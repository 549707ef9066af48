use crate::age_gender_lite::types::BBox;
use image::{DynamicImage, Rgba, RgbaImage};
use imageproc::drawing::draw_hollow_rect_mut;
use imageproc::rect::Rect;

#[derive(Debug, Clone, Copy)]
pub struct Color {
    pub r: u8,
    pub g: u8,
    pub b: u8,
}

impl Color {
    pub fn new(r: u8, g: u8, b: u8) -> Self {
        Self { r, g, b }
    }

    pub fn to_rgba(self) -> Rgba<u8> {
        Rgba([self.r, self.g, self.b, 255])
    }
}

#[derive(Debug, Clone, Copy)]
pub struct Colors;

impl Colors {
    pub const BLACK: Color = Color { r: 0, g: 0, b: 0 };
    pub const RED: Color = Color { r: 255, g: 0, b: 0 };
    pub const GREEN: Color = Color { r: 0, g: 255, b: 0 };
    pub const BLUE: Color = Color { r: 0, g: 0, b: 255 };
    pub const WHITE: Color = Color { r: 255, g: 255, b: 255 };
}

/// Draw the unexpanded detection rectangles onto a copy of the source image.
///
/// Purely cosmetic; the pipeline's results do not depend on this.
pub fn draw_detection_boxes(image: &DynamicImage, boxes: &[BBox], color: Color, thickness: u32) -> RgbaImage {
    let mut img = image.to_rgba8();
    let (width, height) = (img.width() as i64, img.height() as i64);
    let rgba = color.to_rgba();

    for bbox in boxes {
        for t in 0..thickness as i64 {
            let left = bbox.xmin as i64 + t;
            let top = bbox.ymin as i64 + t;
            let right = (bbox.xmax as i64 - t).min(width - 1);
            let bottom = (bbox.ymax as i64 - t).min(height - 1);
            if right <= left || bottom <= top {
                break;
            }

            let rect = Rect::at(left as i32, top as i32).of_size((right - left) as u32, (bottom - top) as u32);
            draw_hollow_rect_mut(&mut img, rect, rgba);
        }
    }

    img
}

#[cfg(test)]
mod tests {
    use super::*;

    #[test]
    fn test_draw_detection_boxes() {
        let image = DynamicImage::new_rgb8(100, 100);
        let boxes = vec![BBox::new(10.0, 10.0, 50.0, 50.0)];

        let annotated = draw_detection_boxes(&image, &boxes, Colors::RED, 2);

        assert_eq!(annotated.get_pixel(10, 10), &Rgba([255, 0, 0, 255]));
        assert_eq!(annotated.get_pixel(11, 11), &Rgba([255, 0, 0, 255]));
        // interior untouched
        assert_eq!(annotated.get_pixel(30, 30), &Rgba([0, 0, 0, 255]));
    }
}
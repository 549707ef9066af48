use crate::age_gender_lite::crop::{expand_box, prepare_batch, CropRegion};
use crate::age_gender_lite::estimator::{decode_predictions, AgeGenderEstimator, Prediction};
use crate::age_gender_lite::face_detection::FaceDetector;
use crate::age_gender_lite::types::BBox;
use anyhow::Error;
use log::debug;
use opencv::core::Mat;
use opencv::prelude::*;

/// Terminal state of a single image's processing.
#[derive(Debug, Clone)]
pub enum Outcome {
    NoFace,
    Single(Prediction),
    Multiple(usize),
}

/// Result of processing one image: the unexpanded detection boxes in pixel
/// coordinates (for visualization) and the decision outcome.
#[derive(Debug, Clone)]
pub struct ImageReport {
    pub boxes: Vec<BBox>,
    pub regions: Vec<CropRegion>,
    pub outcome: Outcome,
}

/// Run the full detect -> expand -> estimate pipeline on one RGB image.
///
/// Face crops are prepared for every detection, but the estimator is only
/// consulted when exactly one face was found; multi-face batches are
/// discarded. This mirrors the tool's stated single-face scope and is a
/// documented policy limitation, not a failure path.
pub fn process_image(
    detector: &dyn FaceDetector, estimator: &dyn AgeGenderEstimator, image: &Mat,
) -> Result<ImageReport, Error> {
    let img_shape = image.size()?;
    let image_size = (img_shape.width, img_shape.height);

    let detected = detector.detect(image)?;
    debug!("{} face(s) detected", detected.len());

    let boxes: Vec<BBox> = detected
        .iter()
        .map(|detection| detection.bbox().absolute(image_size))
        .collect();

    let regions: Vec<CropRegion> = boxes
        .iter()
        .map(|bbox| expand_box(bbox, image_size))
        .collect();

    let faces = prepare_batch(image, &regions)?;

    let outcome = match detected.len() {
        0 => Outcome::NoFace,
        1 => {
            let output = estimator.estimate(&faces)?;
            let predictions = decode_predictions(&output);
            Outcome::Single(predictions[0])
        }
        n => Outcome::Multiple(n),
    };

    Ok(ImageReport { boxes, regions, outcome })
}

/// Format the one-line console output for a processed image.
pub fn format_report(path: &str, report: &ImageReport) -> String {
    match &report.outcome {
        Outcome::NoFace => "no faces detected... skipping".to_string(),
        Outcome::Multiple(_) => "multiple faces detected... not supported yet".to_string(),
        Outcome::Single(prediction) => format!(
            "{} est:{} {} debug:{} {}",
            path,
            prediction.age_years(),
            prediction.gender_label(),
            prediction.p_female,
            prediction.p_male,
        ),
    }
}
------
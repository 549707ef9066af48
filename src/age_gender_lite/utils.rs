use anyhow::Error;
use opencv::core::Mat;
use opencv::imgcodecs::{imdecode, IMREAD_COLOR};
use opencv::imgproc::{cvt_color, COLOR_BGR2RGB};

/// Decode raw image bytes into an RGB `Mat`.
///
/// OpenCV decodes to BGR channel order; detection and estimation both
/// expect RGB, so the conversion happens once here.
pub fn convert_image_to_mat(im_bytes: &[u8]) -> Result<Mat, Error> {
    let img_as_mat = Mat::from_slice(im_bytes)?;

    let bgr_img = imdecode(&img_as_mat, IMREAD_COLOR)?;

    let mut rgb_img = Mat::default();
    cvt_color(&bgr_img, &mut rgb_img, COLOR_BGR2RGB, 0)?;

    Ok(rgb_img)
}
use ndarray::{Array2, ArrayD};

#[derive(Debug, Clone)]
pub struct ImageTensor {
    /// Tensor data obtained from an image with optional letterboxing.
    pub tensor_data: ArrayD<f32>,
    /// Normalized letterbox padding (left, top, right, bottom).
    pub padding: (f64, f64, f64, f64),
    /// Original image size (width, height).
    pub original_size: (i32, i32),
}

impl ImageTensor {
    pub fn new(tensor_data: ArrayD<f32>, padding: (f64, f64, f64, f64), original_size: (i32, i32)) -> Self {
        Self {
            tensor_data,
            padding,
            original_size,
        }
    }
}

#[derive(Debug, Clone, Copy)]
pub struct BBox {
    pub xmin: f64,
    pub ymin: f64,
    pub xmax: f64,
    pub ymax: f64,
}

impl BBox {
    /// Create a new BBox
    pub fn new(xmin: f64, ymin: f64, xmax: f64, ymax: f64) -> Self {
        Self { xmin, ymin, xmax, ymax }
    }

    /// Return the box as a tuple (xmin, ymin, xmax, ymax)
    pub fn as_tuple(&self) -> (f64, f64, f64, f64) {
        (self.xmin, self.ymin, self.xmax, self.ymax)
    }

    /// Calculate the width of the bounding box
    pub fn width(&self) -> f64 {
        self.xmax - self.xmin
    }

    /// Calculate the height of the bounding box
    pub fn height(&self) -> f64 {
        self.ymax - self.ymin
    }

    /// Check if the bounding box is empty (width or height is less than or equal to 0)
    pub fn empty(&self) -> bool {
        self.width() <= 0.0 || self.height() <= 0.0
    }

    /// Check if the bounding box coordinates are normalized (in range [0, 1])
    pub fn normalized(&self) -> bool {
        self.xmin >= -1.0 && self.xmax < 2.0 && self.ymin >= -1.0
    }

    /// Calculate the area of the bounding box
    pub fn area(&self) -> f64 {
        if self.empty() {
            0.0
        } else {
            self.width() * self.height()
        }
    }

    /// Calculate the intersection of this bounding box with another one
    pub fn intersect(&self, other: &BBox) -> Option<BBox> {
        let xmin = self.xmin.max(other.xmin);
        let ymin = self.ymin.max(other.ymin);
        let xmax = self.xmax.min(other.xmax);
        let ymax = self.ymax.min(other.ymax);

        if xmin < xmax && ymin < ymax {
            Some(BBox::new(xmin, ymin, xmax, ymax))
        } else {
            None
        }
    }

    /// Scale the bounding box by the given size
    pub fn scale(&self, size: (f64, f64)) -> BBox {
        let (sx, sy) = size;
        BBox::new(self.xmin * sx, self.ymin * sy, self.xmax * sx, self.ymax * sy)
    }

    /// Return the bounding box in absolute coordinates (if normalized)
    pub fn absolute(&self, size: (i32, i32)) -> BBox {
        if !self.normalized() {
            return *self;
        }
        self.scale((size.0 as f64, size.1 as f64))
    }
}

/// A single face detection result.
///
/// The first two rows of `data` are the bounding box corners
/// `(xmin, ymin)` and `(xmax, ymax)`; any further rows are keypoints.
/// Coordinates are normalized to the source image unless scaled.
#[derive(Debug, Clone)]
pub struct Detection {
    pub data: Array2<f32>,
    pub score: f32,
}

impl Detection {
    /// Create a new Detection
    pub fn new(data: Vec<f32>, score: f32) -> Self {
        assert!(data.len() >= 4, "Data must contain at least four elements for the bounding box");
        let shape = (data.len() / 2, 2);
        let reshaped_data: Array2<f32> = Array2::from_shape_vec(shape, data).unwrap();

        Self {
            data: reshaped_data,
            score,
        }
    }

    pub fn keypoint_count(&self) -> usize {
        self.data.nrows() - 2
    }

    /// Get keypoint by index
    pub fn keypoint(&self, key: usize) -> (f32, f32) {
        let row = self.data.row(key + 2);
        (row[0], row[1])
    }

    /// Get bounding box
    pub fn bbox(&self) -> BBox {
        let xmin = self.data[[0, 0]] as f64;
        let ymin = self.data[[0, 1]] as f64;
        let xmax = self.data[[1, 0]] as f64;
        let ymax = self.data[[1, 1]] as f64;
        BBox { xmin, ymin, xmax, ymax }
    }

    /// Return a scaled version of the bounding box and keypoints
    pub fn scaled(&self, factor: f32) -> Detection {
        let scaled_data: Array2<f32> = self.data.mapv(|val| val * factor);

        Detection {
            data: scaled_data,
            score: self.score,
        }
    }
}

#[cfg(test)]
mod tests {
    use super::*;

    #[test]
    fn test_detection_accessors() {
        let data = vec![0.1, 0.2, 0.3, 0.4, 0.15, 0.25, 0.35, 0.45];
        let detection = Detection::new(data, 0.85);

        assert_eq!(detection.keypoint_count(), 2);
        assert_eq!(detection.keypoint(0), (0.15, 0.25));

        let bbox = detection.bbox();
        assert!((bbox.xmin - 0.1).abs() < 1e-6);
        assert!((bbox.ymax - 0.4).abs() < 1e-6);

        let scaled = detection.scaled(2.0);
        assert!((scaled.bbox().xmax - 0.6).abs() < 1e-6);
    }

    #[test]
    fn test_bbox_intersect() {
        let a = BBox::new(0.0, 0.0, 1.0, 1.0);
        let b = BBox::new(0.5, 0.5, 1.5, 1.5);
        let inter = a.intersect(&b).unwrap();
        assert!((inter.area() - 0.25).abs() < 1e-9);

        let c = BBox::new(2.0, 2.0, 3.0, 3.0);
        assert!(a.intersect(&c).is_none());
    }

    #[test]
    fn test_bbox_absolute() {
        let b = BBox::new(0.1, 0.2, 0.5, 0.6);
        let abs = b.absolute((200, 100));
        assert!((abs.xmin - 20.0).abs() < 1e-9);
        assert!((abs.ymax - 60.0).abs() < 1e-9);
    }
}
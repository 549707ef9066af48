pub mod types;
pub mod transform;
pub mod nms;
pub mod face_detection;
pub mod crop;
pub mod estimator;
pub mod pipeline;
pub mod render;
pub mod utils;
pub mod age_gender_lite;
------
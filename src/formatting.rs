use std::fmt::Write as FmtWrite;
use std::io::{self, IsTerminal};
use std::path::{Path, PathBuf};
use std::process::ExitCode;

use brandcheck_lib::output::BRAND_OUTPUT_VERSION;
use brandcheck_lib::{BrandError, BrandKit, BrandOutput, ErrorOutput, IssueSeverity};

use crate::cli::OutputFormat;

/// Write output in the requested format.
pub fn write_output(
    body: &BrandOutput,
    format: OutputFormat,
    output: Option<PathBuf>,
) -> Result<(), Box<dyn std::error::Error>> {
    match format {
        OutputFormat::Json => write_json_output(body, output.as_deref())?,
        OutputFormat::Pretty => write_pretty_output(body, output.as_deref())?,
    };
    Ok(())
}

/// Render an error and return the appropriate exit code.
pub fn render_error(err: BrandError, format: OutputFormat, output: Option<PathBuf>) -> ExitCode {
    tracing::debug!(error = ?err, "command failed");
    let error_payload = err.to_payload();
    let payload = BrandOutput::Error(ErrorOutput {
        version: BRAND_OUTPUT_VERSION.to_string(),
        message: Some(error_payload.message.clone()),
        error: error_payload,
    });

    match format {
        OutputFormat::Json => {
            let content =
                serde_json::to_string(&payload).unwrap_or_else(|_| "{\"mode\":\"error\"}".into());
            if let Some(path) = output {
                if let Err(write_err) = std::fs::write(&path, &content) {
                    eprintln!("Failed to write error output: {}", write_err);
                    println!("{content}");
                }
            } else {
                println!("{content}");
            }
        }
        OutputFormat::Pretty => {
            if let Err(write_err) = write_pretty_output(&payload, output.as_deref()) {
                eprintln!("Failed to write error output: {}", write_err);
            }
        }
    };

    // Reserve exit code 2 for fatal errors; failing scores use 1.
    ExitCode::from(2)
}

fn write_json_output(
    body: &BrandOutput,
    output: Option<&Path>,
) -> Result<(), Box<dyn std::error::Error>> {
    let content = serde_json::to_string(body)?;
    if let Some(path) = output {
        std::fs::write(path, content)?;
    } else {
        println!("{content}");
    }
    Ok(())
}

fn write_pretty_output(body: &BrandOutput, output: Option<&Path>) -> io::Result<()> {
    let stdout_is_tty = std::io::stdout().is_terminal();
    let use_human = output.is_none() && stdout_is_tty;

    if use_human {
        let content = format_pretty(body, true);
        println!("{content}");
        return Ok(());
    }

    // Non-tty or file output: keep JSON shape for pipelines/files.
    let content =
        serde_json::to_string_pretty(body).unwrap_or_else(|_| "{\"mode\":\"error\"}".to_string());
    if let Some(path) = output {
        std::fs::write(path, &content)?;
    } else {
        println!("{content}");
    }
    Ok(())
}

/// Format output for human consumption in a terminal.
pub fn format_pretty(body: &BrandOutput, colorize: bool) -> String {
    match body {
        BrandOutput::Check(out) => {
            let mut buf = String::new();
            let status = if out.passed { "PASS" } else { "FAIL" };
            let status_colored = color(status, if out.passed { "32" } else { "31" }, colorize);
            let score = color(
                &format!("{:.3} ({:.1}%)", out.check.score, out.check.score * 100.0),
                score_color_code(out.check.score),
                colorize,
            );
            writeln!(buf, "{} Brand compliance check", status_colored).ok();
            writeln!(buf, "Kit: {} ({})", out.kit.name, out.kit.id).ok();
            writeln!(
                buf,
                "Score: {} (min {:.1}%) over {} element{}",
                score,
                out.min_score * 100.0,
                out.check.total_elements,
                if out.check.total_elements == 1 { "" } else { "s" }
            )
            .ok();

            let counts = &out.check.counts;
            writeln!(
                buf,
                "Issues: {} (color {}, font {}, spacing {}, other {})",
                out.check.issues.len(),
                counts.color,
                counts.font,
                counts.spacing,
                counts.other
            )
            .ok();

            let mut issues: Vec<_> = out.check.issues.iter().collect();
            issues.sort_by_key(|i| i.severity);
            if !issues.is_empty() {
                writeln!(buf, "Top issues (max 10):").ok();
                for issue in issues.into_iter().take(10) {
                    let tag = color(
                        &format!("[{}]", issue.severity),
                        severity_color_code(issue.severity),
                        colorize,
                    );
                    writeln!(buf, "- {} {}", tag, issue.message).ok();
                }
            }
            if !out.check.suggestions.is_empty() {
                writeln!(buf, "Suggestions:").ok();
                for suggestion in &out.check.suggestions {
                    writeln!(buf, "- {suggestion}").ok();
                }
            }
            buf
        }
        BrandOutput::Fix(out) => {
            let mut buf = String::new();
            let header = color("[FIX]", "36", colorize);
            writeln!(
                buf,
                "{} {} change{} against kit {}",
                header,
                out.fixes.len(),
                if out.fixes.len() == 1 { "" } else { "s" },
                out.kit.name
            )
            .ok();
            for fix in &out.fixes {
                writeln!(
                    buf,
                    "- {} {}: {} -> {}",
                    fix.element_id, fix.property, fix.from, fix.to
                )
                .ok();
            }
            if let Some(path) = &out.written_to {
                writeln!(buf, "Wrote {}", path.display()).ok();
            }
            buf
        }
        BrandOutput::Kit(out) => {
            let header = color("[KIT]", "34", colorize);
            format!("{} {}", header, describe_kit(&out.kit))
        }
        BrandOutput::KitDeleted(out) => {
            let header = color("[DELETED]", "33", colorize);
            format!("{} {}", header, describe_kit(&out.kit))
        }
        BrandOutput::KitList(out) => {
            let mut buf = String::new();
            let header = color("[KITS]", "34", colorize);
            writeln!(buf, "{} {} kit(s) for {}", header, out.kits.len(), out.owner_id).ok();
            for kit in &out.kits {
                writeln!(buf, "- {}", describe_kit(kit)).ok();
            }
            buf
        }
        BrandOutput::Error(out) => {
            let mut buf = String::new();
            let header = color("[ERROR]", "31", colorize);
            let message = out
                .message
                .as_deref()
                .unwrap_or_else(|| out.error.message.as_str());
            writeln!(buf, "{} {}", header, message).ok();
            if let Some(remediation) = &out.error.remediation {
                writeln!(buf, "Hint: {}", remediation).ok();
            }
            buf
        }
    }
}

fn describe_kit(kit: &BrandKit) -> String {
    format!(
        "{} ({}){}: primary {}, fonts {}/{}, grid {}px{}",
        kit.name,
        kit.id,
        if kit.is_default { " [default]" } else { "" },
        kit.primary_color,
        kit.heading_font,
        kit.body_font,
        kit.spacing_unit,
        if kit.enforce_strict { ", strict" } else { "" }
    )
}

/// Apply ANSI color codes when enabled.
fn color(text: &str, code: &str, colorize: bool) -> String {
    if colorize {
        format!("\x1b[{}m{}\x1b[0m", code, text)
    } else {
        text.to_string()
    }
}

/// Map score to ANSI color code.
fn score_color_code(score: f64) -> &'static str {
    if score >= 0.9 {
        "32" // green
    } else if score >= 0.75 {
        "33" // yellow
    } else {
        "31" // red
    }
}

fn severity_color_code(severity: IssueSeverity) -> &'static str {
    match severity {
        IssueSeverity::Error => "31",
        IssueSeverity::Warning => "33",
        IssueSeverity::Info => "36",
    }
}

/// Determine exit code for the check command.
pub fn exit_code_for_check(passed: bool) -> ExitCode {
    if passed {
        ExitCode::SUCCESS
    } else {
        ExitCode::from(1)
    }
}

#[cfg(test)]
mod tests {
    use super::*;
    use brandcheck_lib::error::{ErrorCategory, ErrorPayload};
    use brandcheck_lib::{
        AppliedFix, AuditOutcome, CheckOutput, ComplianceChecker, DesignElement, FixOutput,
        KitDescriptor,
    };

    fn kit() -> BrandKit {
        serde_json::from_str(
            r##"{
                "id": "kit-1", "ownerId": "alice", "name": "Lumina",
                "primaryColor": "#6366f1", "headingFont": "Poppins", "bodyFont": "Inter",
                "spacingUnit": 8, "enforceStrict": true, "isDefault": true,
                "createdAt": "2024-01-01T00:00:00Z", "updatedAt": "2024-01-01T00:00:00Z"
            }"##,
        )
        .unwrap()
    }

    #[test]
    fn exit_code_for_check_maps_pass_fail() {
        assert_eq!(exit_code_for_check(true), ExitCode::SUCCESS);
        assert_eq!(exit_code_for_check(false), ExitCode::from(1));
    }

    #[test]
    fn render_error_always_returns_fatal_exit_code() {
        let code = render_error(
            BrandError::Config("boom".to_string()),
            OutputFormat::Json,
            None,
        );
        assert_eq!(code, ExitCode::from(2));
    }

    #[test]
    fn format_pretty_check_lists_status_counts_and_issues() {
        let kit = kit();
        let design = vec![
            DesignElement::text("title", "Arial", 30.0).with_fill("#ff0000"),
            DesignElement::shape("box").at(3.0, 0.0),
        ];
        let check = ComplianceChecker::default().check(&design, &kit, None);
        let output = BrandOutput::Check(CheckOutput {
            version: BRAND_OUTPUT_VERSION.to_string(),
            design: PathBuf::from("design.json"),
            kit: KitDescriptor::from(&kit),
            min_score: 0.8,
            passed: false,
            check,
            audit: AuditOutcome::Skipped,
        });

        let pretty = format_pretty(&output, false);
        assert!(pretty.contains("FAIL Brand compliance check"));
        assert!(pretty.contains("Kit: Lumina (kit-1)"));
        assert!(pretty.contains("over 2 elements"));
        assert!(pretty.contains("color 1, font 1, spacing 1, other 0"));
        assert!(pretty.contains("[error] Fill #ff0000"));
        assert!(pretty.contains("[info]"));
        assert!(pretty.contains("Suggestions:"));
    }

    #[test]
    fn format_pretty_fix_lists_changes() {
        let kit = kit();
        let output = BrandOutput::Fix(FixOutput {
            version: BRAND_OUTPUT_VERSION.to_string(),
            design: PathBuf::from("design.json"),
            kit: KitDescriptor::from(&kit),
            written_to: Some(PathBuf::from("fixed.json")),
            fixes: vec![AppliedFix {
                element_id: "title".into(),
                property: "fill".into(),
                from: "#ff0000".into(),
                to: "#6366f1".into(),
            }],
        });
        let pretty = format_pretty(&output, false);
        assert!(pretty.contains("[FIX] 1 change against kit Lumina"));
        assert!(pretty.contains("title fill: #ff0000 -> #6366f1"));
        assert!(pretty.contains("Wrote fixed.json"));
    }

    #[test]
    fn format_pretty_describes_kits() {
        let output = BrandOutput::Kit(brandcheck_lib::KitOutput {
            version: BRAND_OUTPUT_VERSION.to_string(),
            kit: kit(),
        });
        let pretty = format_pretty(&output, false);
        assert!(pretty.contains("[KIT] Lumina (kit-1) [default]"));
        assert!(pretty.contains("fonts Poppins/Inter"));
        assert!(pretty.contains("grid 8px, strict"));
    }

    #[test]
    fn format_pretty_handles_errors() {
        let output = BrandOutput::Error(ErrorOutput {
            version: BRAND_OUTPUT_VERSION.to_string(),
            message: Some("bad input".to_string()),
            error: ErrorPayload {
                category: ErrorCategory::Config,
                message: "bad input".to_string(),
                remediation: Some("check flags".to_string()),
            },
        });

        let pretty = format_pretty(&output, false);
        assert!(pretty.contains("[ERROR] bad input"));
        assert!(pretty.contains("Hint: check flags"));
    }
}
------
→ **PROBLEM**:
Copy each line of the listing that contains the string "OutputFormat".

→ **FINISHED EXERCISE**:
use crate::cli::OutputFormat;
    format: OutputFormat,
        OutputFormat::Json => write_json_output(body, output.as_deref())?,
        OutputFormat::Pretty => write_pretty_output(body, output.as_deref())?,
pub fn render_error(err: BrandError, format: OutputFormat, output: Option<PathBuf>) -> ExitCode {
        OutputFormat::Json => {
        OutputFormat::Pretty => {
            OutputFormat::Json,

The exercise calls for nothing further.